Comment calculer le délai de prescription d’une demande de nullité de brevet ?

Virginie PERDRIEUX
Virginie PERDRIEUX

 

Source :   Cour d’Appel de PARIS, Pôle 5, 2ème Chambre, 22 septembre 2017, RG n° 2014/25130, affaire Christophe H, Béatrice P et MATERIAUX EQUIPEMENTS PLASTIQUES S.A.S. c/ RACCORDS ET PLASTIQUES NICOLL S.A.S.

 

Le Code de propriété intellectuelle ne prévoit aucune prescription particulière quant à l’action en nullité d’un brevet. Ainsi, cette action est soumise au droit commun de la prescription, tel qu’énoncé comme suit à l’article 2224 du Code Civil issu de la réforme du 17 juin 2008 : « Les actions personnelles ou mobilières se prescrivent par 5 ans à compter du jour où le titulaire d’un droit a connu ou aurait dû connaître les faits lui permettant de l’exercer ».

 

Depuis lors, la jurisprudence ne parvient pas à se fixer sur le point de départ de la prescription quinquennale, puisqu’il a été notamment jugé :

 

– qu’il ne pouvait être admis que le point de départ soit celui de la publication de la demande de brevet, car à ce stade le titre est encore susceptible d’évoluer et la question juridique pendante n’est pas celle de la détermination du droit du titulaire sur le brevet, mais de l’opposabilité aux tiers, de sorte qu’il est préférable de retenir la date de la publication de la délivrance du brevet[1] ;

 

– au contraire, que la prescription de l’action en nullité d’un brevet ne pouvait courir à l’égard d’un tiers qu’à compter de la date de la publication de la demande de brevet[2] ;

 

– mais encore, qu’il appartenait au Tribunal de déterminer in concreto la date de connaissance de cette cause de nullité en fonction des circonstances de l’espèce, qui n’est pas nécessairement la date de délivrance du titre[3].

 

Aux termes de sa décision en date du 22 septembre 2017, la Cour d’Appel de PARIS revient aux termes mêmes de l’article 2224 du Code Civil, en ce qu’il dispose que la prescription court du jour où le titulaire d’un droit a connu ou aurait dû connaître les faits lui permettant de l’exercer.

 

Ce faisant, elle rappelle que la matière des brevets fait l’objet d’une réglementation spécifique aux termes de laquelle sont publiés la demande de brevet, puis le brevet, ces mesures étant destinées à assurer une information des tiers et à préserver les droits du titulaire.
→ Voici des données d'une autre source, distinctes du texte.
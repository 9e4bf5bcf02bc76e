use serde::{Deserialize, Serialize};

// -- Posts --

#[derive(Debug, Default, Serialize)]
pub struct CreatePostRequest {
    #[serde(skip_serializing_if = "Option::is_none")]
    pub text: Option<String>,
    #[serde(skip_serializing_if = "Option::is_none")]
    pub media: Option<PostMedia>,
}

#[derive(Debug, Serialize)]
pub struct PostMedia {
    pub media_ids: Vec<String>,
}

#[derive(Debug, Deserialize)]
pub struct CreatePostResponse {
    pub data: CreatedPost,
}

#[derive(Debug, Deserialize)]
pub struct CreatedPost {
    pub id: String,
    #[serde(default)]
    pub text: Option<String>,
}

// -- Users --

#[derive(Debug, Deserialize)]
pub struct CurrentUserResponse {
    pub data: CurrentUser,
}

#[derive(Debug, Deserialize)]
pub struct CurrentUser {
    pub id: String,
    pub username: String,
    #[serde(default)]
    pub name: Option<String>,
}

// -- Media upload (v1.1 chunked) --

/// Returned by INIT, FINALIZE and STATUS.
#[derive(Debug, Deserialize)]
pub struct MediaUploadResponse {
    pub media_id_string: String,
    #[serde(default)]
    pub processing_info: Option<ProcessingInfo>,
}

#[derive(Debug, Deserialize)]
pub struct ProcessingInfo {
    pub state: ProcessingState,
    #[serde(default)]
    pub check_after_secs: Option<u64>,
    #[serde(default)]
    pub progress_percent: Option<u8>,
    #[serde(default)]
    pub error: Option<ProcessingError>,
}

#[derive(Debug, Clone, Copy, PartialEq, Eq, Deserialize)]
#[serde(rename_all = "snake_case")]
pub enum ProcessingState {
    Pending,
    InProgress,
    Failed,
    Succeeded,
}

#[derive(Debug, Deserialize)]
pub struct ProcessingError {
    #[serde(default)]
    pub name: Option<String>,
    #[serde(default)]
    pub message: Option<String>,
}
Aussi, si la demande de publication d’un brevet ne fait pas acquérir de droit au breveté, la publication du brevet constitue une reconnaissance de ces droits.

 

La Cour retient au titre du point de départ du délai de prescription pour exercer une action en nullité d’un brevet la date de publication de celui-ci, aux termes de l’attendu de principe suivant : « Il ne peut être contesté que la publication d’un brevet constitue pour les tiers un moyen de connaître leurs droits et que dès lors un professionnel exerçant dans le même domaine que le breveté et qui introduit sur le marché un nouveau produit est tenu de respecter les droits ayant donné lieu à publicité sans pouvoir arguer de son ignorance ».

 

Ainsi, passé le délai de 5 ans à compter de la publication du brevet, il n’est permis pour un tiers d’agir en nullité de celui-ci quand bien même il serait fondé à soulever ce moyen à titre d’exception dans le cadre d’une action en contrefaçon formée à son encontre par le breveté.

 

Virginie PERDRIEUX

Vivaldi-Avocats


[1] TGI PARIS, 3ème Ch., 3ème Section, 13 mars 2015, RG n° 2013/09605, affaire BOLTON MANITOBA SPA c/ RECKITT BENCKISER LLC.

[2] CA PARIS, Pôle 5, 1ère Ch., 8 novembre 2016, RG n° 2014/15008, aff. Philippe G. c/ EVINERUDE S.A.R.L.

[3] TGI PARIS, 3ème Ch., 3ème Section, 18 décembre 2015, RG n° 2014/04698, aff. MYLAN S.A.S. c/ F HOFFMANN-LA ROCHE AG S.A.